On June 28, 2011, Tyus started his professional career with the Israeli team Maccabi Ashdod after finishing four years at Florida.

===Pallacanestro Cantù (2012–2013)===
On July 12, 2012, Tyus signed a contract with the Italian team Pallacanestro Cantù where he played his first EuroLeague season.

===Maccabi Tel Aviv (2013–2015)===
On July 1, 2013, Tyus signed a two-year contract with Maccabi Tel Aviv. He was named the MVP of the 2013-14 EuroLeague for the month of April. He was one of the key players to help Maccabi advance to the EuroLeague Final Four. Eventually, Maccabi won the EuroLeague championship.

===Anadolu Efes (2015–2016)===
On July 21, 2015, Tyus signed a one-year contract with the Turkish club Anadolu Efes. In 24 EuroLeague games with Anadolu Efes, he averaged 5.9 points and 3 rebounds.

===Galatasaray (2016–2017)===
On July 12, 2016, Tyus signed a one-year deal with Galatasaray.

===Return to Maccabi (2017–2019)===
On June 22, 2017, Tyus returned to Maccabi Tel Aviv for a second stint, signing a two-year contract.

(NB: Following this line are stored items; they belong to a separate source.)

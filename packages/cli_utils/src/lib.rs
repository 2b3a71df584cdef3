#![cfg_attr(feature = "fail-on-warnings", deny(warnings))]
#![warn(clippy::all, clippy::pedantic, clippy::nursery, clippy::cargo)]
#![allow(clippy::multiple_crate_versions, clippy::cargo_common_metadata)]

//! Shared CLI utilities for the route equity toolchain.
//!
//! Provides `indicatif`-backed progress bars behind the bootstrap
//! [`ProgressCallback`] trait, falling back to periodic log lines when
//! stderr is not a terminal, plus [`init_logger`] which sets up
//! `indicatif-log-bridge` so that `log::info!` and friends are suspended
//! while progress bars redraw.

use std::io::IsTerminal;
use std::sync::Arc;
use std::time::Duration;

use indicatif::{ProgressBar, ProgressStyle};
use route_equity_bootstrap::progress::{LogProgress, ProgressCallback};

pub use indicatif::MultiProgress;

/// An `indicatif` [`ProgressBar`] that implements [`ProgressCallback`].
pub struct IndicatifProgress {
    bar: ProgressBar,
    /// Style to switch to once `set_total()` provides a known length.
    bar_style: ProgressStyle,
}

impl IndicatifProgress {
    /// Bar for bootstrap iterations. Starts as a spinner and becomes a bar
    /// with percentage and ETA once the iteration count is set.
    #[must_use]
    pub fn iterations_bar(multi: &MultiProgress, message: &str) -> Arc<dyn ProgressCallback> {
        let bar = multi.add(ProgressBar::new_spinner());
        bar.enable_steady_tick(Duration::from_millis(100));
        bar.set_style(
            ProgressStyle::with_template("{spinner:.yellow} {msg}")
                .unwrap_or_else(|_| ProgressStyle::default_spinner()),
        );
        bar.set_message(message.to_string());

        let bar_style = ProgressStyle::with_template(
            "  {msg} {wide_bar:.yellow/dim} {pos}/{len} {percent}% [{eta}]",
        )
        .unwrap_or_else(|_| ProgressStyle::default_bar())
        .progress_chars("##-");

        Arc::new(Self { bar, bar_style })
    }

    /// Bar for a known number of input files.
    #[must_use]
    pub fn files_bar(multi: &MultiProgress, message: &str, total: u64) -> Arc<dyn ProgressCallback> {
        let bar = multi.add(ProgressBar::new(total));
        bar.set_style(
            ProgressStyle::with_template(
                "{msg} {wide_bar:.green/dim} {pos}/{len} [{elapsed_precise}]",
            )
            .unwrap_or_else(|_| ProgressStyle::default_bar())
            .progress_chars("##-"),
        );
        bar.set_message(message.to_string());

        let bar_style = bar.style();

        Arc::new(Self { bar, bar_style })
    }
}

/// Number of log lines a bootstrap run emits without a progress bar.
const LOGGED_STEPS: u64 = 10;

/// Whether progress bars can be drawn, i.e. stderr is a terminal.
#[must_use]
pub fn progress_bars_enabled() -> bool {
    std::io::stderr().is_terminal()
}

/// Progress for `iterations` bootstrap iterations: a bar when `bars` is
/// set, otherwise a log line every tenth of the run.
#[must_use]
pub fn iterations_progress(
    multi: &MultiProgress,
    bars: bool,
    message: &str,
    iterations: usize,
) -> Arc<dyn ProgressCallback> {
    if bars {
        IndicatifProgress::iterations_bar(multi, message)
    } else {
        Arc::new(LogProgress::new(message, log_interval(iterations as u64)))
    }
}

/// Progress over `total` input files: a bar when `bars` is set, otherwise
/// a log line per file.
#[must_use]
pub fn files_progress(
    multi: &MultiProgress,
    bars: bool,
    message: &str,
    total: u64,
) -> Arc<dyn ProgressCallback> {
    if bars {
        IndicatifProgress::files_bar(multi, message, total)
    } else {
        let progress = LogProgress::new(message, 1);
        progress.set_total(total);
        Arc::new(progress)
    }
}

const fn log_interval(total: u64) -> u64 {
    let every = total / LOGGED_STEPS;
    if every == 0 { 1 } else { every }
}

impl ProgressCallback for IndicatifProgress {
    fn set_total(&self, total: u64) {
        self.bar.set_length(total);
        self.bar.set_position(0);
        self.bar.set_style(self.bar_style.clone());
    }

    fn inc(&self, delta: u64) {
        self.bar.inc(delta);
    }

    fn set_message(&self, msg: String) {
        self.bar.set_message(msg);
    }

    fn finish(&self, msg: String) {
        self.bar.finish_with_message(msg);
    }
}

/// Initializes the global logger wrapped in `indicatif-log-bridge` so that
/// `log::info!` and friends are suspended while progress bars redraw.
///
/// Returns the [`MultiProgress`] that all progress bars must be added to.
#[must_use]
pub fn init_logger() -> MultiProgress {
    let multi = MultiProgress::new();

    let logger = pretty_env_logger::formatted_builder()
        .parse_env("RUST_LOG")
        .build();
    let level = logger.filter();

    // Already set when several tests initialize logging.
    indicatif_log_bridge::LogWrapper::new(multi.clone(), logger)
        .try_init()
        .ok();

    log::set_max_level(level);

    multi
}
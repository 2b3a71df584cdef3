//! Distance overlap between route sets.
//!
//! For each route identifier present (with geometry) in every set, the
//! overlap is the length of the directed segments used by all sets divided
//! by the length of the union of their segments. Two 1 km routes sharing
//! 0.5 km overlap by `0.5 / 1.5`. Lengths are planar decimal degrees.

use std::collections::BTreeMap;
use std::collections::BTreeSet;

use route_equity_route_models::{RouteSet, Segment};
use serde::Serialize;

use crate::RouteError;

#[derive(Debug, Clone, Copy, PartialEq, Serialize)]
#[serde(rename_all = "camelCase")]
pub struct OverlapSummary {
    /// Identifiers with non-empty geometry in every set.
    pub shared_routes: usize,
    /// Shared routes whose segment union has zero length.
    pub zero_length_routes: usize,
    /// Mean overlap over the remaining routes; `NaN` when none remain.
    pub mean_overlap: f64,
}

/// Mean proportion of shared distance across `sets`.
///
/// # Errors
///
/// Returns [`RouteError::TooFewSets`] when fewer than two sets are given.
pub fn distance_overlap(sets: &[&RouteSet]) -> Result<OverlapSummary, RouteError> {
    let Some((first, rest)) = sets.split_first().filter(|_| sets.len() >= 2) else {
        return Err(RouteError::TooFewSets {
            required: 2,
            found: sets.len(),
        });
    };

    let mut shared_routes = 0;
    let mut zero_length_routes = 0;
    let mut overlaps = Vec::new();

    for route in first.iter() {
        let routes: Option<Vec<_>> = std::iter::once(Some(route))
            .chain(rest.iter().map(|set| set.get(&route.id)))
            .map(|r| r.filter(|r| !r.vertices.is_empty()))
            .collect();
        let Some(routes) = routes else {
            continue;
        };
        shared_routes += 1;

        let mut usage: BTreeMap<Segment, usize> = BTreeMap::new();
        for r in &routes {
            for segment in r.segments().collect::<BTreeSet<_>>() {
                *usage.entry(segment).or_default() += 1;
            }
        }

        let (mut shared, mut total) = (0.0, 0.0);
        for (segment, count) in &usage {
            let length = segment.planar_length();
            if *count == routes.len() {
                shared += length;
            }
            total += length;
        }

        if total > 0.0 {
            overlaps.push(shared / total);
        } else {
            log::debug!("Route {} has no segment length", route.id);
            zero_length_routes += 1;
        }
    }

    #[allow(clippy::cast_precision_loss)]
    let mean_overlap = if overlaps.is_empty() {
        f64::NAN
    } else {
        overlaps.iter().sum::<f64>() / overlaps.len() as f64
    };

    log::info!(
        "Overlap across {} sets: {shared_routes} shared routes, mean {mean_overlap:.3}",
        sets.len()
    );
    Ok(OverlapSummary {
        shared_routes,
        zero_length_routes,
        mean_overlap,
    })
}

#[cfg(test)]
mod tests {
    use route_equity_route_models::{LatLon, RoutePolyline};

    use super::*;

    fn set(label: &str, routes: &[(&str, &[(f64, f64)])]) -> RouteSet {
        let mut set = RouteSet::new(label);
        for (id, points) in routes {
            let vertices = points.iter().map(|&(lat, lon)| LatLon::new(lat, lon)).collect();
            set.insert(RoutePolyline::new((*id).to_string(), vertices, 1.0));
        }
        set
    }

    #[test]
    fn identical_sets_fully_overlap() {
        let a = set("a", &[("1", &[(0.0, 0.0), (0.0, 1.0), (1.0, 1.0)])]);
        let summary = distance_overlap(&[&a, &a.clone()]).unwrap();
        assert!((summary.mean_overlap - 1.0).abs() < 1e-12);
    }

    #[test]
    fn disjoint_routes_do_not_overlap() {
        let a = set("a", &[("1", &[(0.0, 0.0), (0.0, 1.0)])]);
        let b = set("b", &[("1", &[(5.0, 5.0), (6.0, 5.0)])]);
        let summary = distance_overlap(&[&a, &b]).unwrap();
        assert!(summary.mean_overlap.abs() < 1e-12);
    }

    #[test]
    fn partial_overlap_uses_union_length() {
        // Shared first unit, then each set diverges for one unit.
        let a = set("a", &[("1", &[(0.0, 0.0), (0.0, 1.0), (0.0, 2.0)])]);
        let b = set("b", &[("1", &[(0.0, 0.0), (0.0, 1.0), (1.0, 1.0)])]);
        let summary = distance_overlap(&[&a, &b]).unwrap();
        assert!((summary.mean_overlap - 1.0 / 3.0).abs() < 1e-12);
    }

    #[test]
    fn zero_length_routes_are_counted_not_divided() {
        let a = set("a", &[("1", &[(0.0, 0.0)])]);
        let summary = distance_overlap(&[&a, &a.clone()]).unwrap();
        assert_eq!(summary.shared_routes, 1);
        assert_eq!(summary.zero_length_routes, 1);
        assert!(summary.mean_overlap.is_nan());
    }

    #[test]
    fn needs_two_sets() {
        let a = set("a", &[]);
        assert!(matches!(
            distance_overlap(&[&a]),
            Err(RouteError::TooFewSets { .. })
        ));
    }
}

On May 27, 2018, Tyus recorded a season-high 20 points, shooting 10-of-12 from the field, along with five rebounds and two blocks in a 97–85 win over Bnei Herzliya. On June 8, 2018, Tyus earned a spot in the All-Israeli League Second Team. On June 14, 2018, Tyus led Maccabi Tel Aviv to win the 2018 Israeli League Championship after a 95–75 victory over Hapoel Holon. He was subsequently named Finals MVP.

On July 25, 2018, Tyus signed a one-year contract extension with Maccabi. On January 28, 2019, Tyus was named EuroLeague MVP of the Month after averaging 11.2 points, 4.2 rebounds and 1.4 blocks for 14.6 PIR per game, shooting 84 percent from the field in five games played in January. On March 28, 2019, Tyus recorded a EuroLeague career-high 20 points, shooting 9-of-11 from the field, along with six rebounds in a 90–55 win over Gran Canaria. Tyus helped Maccabi win the 2019 Israeli League Championship, winning his second straight Israeli League title in the process.

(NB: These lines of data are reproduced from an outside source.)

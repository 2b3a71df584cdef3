//! Progress reporting for bootstrap runs.
//!
//! [`ProgressCallback`] decouples iteration progress from how it is shown
//! (`indicatif` bars in the CLI, periodic log lines, or nothing at all in
//! tests). Rendering implementations live upstream in the binaries.

use std::sync::atomic::{AtomicU64, Ordering};

/// Trait for reporting progress from long-running operations.
///
/// Implementations must be `Send + Sync` because bootstrap iterations call
/// [`ProgressCallback::inc`] from rayon worker threads.
pub trait ProgressCallback: Send + Sync {
    /// Set the total expected units of work (enables percentage/ETA).
    fn set_total(&self, total: u64);

    /// Advance progress by `delta` units.
    fn inc(&self, delta: u64);

    /// Update the message displayed alongside the progress indicator.
    fn set_message(&self, msg: String);

    /// Mark progress as complete with a final message.
    fn finish(&self, msg: String);
}

/// Silently ignores all progress updates.
pub struct NullProgress;

impl ProgressCallback for NullProgress {
    fn set_total(&self, _total: u64) {}
    fn inc(&self, _delta: u64) {}
    fn set_message(&self, _msg: String) {}
    fn finish(&self, _msg: String) {}
}

/// Emits an `info` log line every `every` units of work.
///
/// Used in place of a progress bar when stderr is not a terminal.
pub struct LogProgress {
    label: String,
    every: u64,
    total: AtomicU64,
    done: AtomicU64,
}

impl LogProgress {
    #[must_use]
    pub fn new(label: impl Into<String>, every: u64) -> Self {
        Self {
            label: label.into(),
            every: every.max(1),
            total: AtomicU64::new(0),
            done: AtomicU64::new(0),
        }
    }
}

impl ProgressCallback for LogProgress {
    fn set_total(&self, total: u64) {
        self.total.store(total, Ordering::Relaxed);
        self.done.store(0, Ordering::Relaxed);
    }

    fn inc(&self, delta: u64) {
        let before = self.done.fetch_add(delta, Ordering::Relaxed);
        if crosses_report_point(before, delta, self.every) {
            log::info!(
                "{}: {} of {}",
                self.label,
                before + delta,
                self.total.load(Ordering::Relaxed)
            );
        }
    }

    fn set_message(&self, msg: String) {
        log::info!("{}: {msg}", self.label);
    }

    fn finish(&self, msg: String) {
        log::info!("{}: {msg}", self.label);
    }
}

/// Whether advancing from `before` by `delta` passes a multiple of `every`.
const fn crosses_report_point(before: u64, delta: u64, every: u64) -> bool {
    (before + delta) / every > before / every
}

===UNICS Kazan (2019–2020)===
On July 13, 2019, Tyus signed a 1+1 contract with UNICS Kazan of the VTB United League. He averaged 10.3 points, 6.1 rebounds and 1.2 blocks per game.

===Galatasaray (2020)===
On November 4, 2020, Tyus signed with Galatasaray.

===Real Madrid (2020–2021)===
On December 29, 2020, he signed with Real Madrid of the Liga ACB. On July 1, 2021, Tyus officially parted ways with the Spanish club.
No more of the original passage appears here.